Using pickle brine does more than prevent food waste. “I think it adds a complexity of flavor, whether you’re doing a classic dill pickle brine or something more complex like strawberry vinegar-based brine,” Esther Wallace, the general manager of St. Roch Fine Oysters in Raleigh, North Carolina, told TODAY. “You're able to add a tone and flavor and acid to something without using just your standard lemon juice, lime juice or your classic citrus.”

Here are five ways to use pickle brine, according to the experts.

1. Make an aioli.

If you can muster up the energy to make a summer sandwich, you can jazz up your aioli, too. That’s what Mary Attea does at Musket Room in Manhattan, where she is the executive chef. “We have a clam roll that we feature on Saturday and Sundays, so I make more of a tartar sauce with pickle brine,” Attea told TODAY. “There's already capers and cornichons, chive, tarragon and those sort of flavors. So I just give a little bit of the juice as well, to emphasize the pickle in the aioli. You just really add a little splash to bring out some flavors.”

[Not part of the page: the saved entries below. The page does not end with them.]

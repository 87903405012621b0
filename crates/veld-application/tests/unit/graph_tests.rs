//! Unit tests for graph construction

use std::collections::BTreeSet;

use veld_application::GraphBuilder;
use veld_domain::entities::DependencyRequirement;
use veld_domain::value_objects::{DiagnosticCode, Diagnostics, ResolvedBinding};

use crate::test_utils::{build_graph, component, has_code, implementing};

#[test]
fn test_nodes_are_in_canonical_order() {
    let (graph, _) = build_graph(vec![component("c"), component("a"), component("b")]);

    let ids: Vec<&str> = graph.nodes().iter().map(|n| n.id.as_str()).collect();
    assert_eq!(ids, vec!["a", "b", "c"]);
    assert_eq!(graph.index_of("b"), Some(1));
    assert_eq!(graph.index_of("z"), None);
}

#[test]
fn test_duplicate_ids_are_fatal_and_all_reported() {
    let mut diagnostics = Diagnostics::new();

    let graph = GraphBuilder::new().build(
        vec![
            component("a"),
            component("b"),
            component("a"),
            component("b"),
            component("c"),
        ],
        &mut diagnostics,
    );

    assert!(graph.is_none());
    let duplicates: Vec<_> = diagnostics
        .iter()
        .filter(|d| d.code == DiagnosticCode::DuplicateComponentIdError)
        .map(|d| d.component_id.clone().unwrap_or_default())
        .collect();
    assert_eq!(duplicates, vec!["a", "b"]);
}

#[test]
fn test_candidates_follow_declared_types() {
    let (graph, _) = build_graph(vec![
        implementing("app.JdbcRepo", "app.Repo"),
        implementing("app.MemRepo", "app.Repo"),
        component("app.Other"),
    ]);

    assert_eq!(graph.candidates("app.Repo"), vec![0, 1]);
    assert_eq!(graph.candidates("app.MemRepo"), vec![1]);
    assert!(graph.candidates("app.Missing").is_empty());
}

#[test]
fn test_edges_carry_resolved_bindings() {
    let (graph, diagnostics) = build_graph(vec![
        component("app.Service")
            .with_dependency(DependencyRequirement::single("app.Repo"))
            .with_dependency(DependencyRequirement::optional("app.Metrics")),
        implementing("app.JdbcRepo", "app.Repo"),
    ]);

    assert!(diagnostics.is_empty());
    let service = graph.index_of("app.Service").unwrap();
    let repo = graph.index_of("app.JdbcRepo").unwrap();
    let edges: Vec<_> = graph.edges_of(service).collect();
    assert_eq!(edges.len(), 2);
    assert_eq!(edges[0].targets, vec![repo]);
    assert_eq!(
        edges[0].binding,
        ResolvedBinding::Bound {
            component: "app.JdbcRepo".to_string()
        }
    );
    assert_eq!(edges[1].requirement, 1);
    assert_eq!(edges[1].binding, ResolvedBinding::Absent);
}

#[test]
fn test_failed_binding_is_reported_without_edge() {
    let (graph, diagnostics) = build_graph(vec![
        component("app.Service").with_dependency(DependencyRequirement::single("app.Repo")),
    ]);

    assert!(graph.edges().is_empty());
    assert!(has_code(diagnostics.iter(), DiagnosticCode::MissingDependencyError));
}

#[test]
fn test_eager_successors_skip_lazy_owners_and_soft_edges() {
    let (graph, _) = build_graph(vec![
        component("a")
            .with_dependency(DependencyRequirement::single("b"))
            .with_dependency(DependencyRequirement::optional("c"))
            .with_dependency(DependencyRequirement::deferred("d")),
        component("b"),
        component("c"),
        component("d"),
        component("e").lazy().with_dependency(DependencyRequirement::single("b")),
    ]);

    let successors = graph.eager_successors();

    assert_eq!(successors[0], vec![1]);
    assert!(successors[4].is_empty());
}

#[test]
fn test_excluded_ids_are_remembered() {
    let mut diagnostics = Diagnostics::new();
    let graph = GraphBuilder::new()
        .with_excluded(BTreeSet::from(["gone".to_string()]))
        .build(vec![component("kept")], &mut diagnostics)
        .unwrap();

    assert!(graph.is_excluded("gone"));
    assert!(!graph.is_excluded("kept"));
}
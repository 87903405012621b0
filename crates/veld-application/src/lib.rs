//! Application Layer - Veld Resolver
//!
//! The resolution engine. Every stage is a pure, synchronous computation over
//! the descriptor model; nothing here touches the filesystem or global state.
//!
//! ## Pipeline
//!
//! | Stage | Module | Output |
//! |-------|--------|--------|
//! | Condition evaluation | [`conditions`] | Active descriptor subset |
//! | Graph construction | [`graph`] | Arena of components plus resolved edges |
//! | Binding selection | [`binding`] | One binding per requirement |
//! | Value injection | [`values`] | Resolved configuration values |
//! | Cycle detection | [`cycles`] | Cycle paths on the eager subgraph |
//! | Initialization planning | [`planner`] | Ranked [`ResolutionPlan`](veld_domain::ResolutionPlan) |
//!
//! [`engine::ResolutionEngine`] runs the stages in order and accumulates
//! diagnostics; any ERROR fails the run and no partial plan is returned.
//!
//! ## Ports
//!
//! [`ports`] declares the two collaborator boundaries (descriptor input and
//! plan output). Implementations live in the infrastructure layer.

pub mod binding;
pub mod conditions;
pub mod cycles;
pub mod engine;
pub mod graph;
pub mod planner;
pub mod ports;
pub mod values;

pub use binding::{BindingResolver, Selection};
pub use conditions::{ConditionEvaluator, ConditionOutcome};
pub use cycles::CycleDetector;
pub use engine::ResolutionEngine;
pub use graph::{ComponentGraph, Edge, GraphBuilder};
pub use planner::InitializationPlanner;
pub use ports::{DescriptorSource, PlanSink};
pub use values::ValueResolver;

Musket Room in Manhattan serves a clam roll with pickle brine aioli.
Musket Room in Manhattan serves a clam roll with pickle brine aioli.Musket Room

If you’re making mayonnaise from scratch, Attea suggested adding in pickle brine in lieu of water when you thin out the emulsion, or just stir some pickle brine into store-bought mayo along with other ingredients, like maybe a chipotle hot sauce.

2. Use it as a chicken marinade.

Assuming that you buy high-quality pickles (or make your own), your brine should have plenty of spices swimming in it. Let the seasonings dictate how you use your brine. If you’re using bread-and-butter pickle brine, the sugar content will be higher which lends itself nicely to caramelization, so a marinade for something like chicken is perfect.

Nashville Hot Chicken

To do this, Melvin suggested tossing chicken thighs with toasted chile flakes, brine and fresh dill. “Let it sit for about 30 minutes before you hit it on a hot grill. High sugar content will go really nice on the caramelization on the grill, which I think goes really well with chicken thighs in general,” he said.

3. Make oyster shooters.

Need a fun canapé for guests? Consider an oyster shooter that uses pickle brine. At St. Roch, Wallace combines pickled banana pepper brine, lemon juice, horseradish, hot sauce, cocktail sauce and vodka, and puts a bit of it on their oysters before serving.

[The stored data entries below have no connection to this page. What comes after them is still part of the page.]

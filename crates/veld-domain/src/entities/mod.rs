//! Domain Entities
//!
//! The descriptor model handed to the engine by the scanning front-end.
//!
//! | Entity | Description |
//! |--------|-------------|
//! | [`ComponentDescriptor`] | A resolvable unit with identity, scope and requirements |
//! | [`DependencyRequirement`] | One injection point and its multiplicity |
//! | [`ValueRequirement`] | A configuration value injected from properties |
//! | [`Condition`] | Predicate deciding whether a component participates |

/// Component descriptor entity
pub mod component;
/// Activation conditions
pub mod condition;
/// Dependency and value requirements
pub mod requirement;

pub use component::{ComponentDescriptor, LifecycleHooks, Scope};
pub use condition::Condition;
pub use requirement::{DependencyRequirement, InjectionSite, Multiplicity, ValueRequirement};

At home, you can use whatever pickle juice you have on hand (it’s easy to find pickled banana peppers at the store) and then serve it in a shot glass along with an oyster, or do it in the shell if you’re feeling fancy.

“The one thing I say as a tip is you want to mix the cocktail sauce with the lemon before anything else, and that will keep the cocktail sauce from clumping,” she noted.

4. Make more pickles.

One of Wallace’s favorite things to do is toss leftover raw veggies into the pickle jar. This is great if you’ve chopped half an onion and don’t want to waste it. It also works great with pickled garlic, she said.

“Any ingredients that you have in your fridge, and you're just like, ‘You know what? I don't think I'm going to use it before the next recipe,’ toss it in the brine, it preserves it and it also makes it, I don't know, just a little snack,” she added. “Because nobody else is going to just buy pickled garlic. That adds something to your cheese plate. That adds something to your salad.”

5. Use it in a cocktail.

You could make classic pickleback shots, but why not get more creative and punch up your cocktails? Brine from tomato pickles adds a little something special to martinis while dill pickle brine adds a nice tanginess to a bloody mary.

Esther Wallace, general manager of St. Roch Fine Oysters in Raleigh, adds pickle brine to her bloody marys.
Esther Wallace, general manager of St. Roch Fine Oysters in Raleigh, adds pickle brine to her bloody marys.Courtesy Anna Routh

“For bloody mary garnishes, I'll take a jar of pickle juice and I'll put the tomatoes in there and they pickle, and then I can use them on a bloody mary for a garnish or on a cheese plate and it's great,” said Wallace about how she makes the drink at home.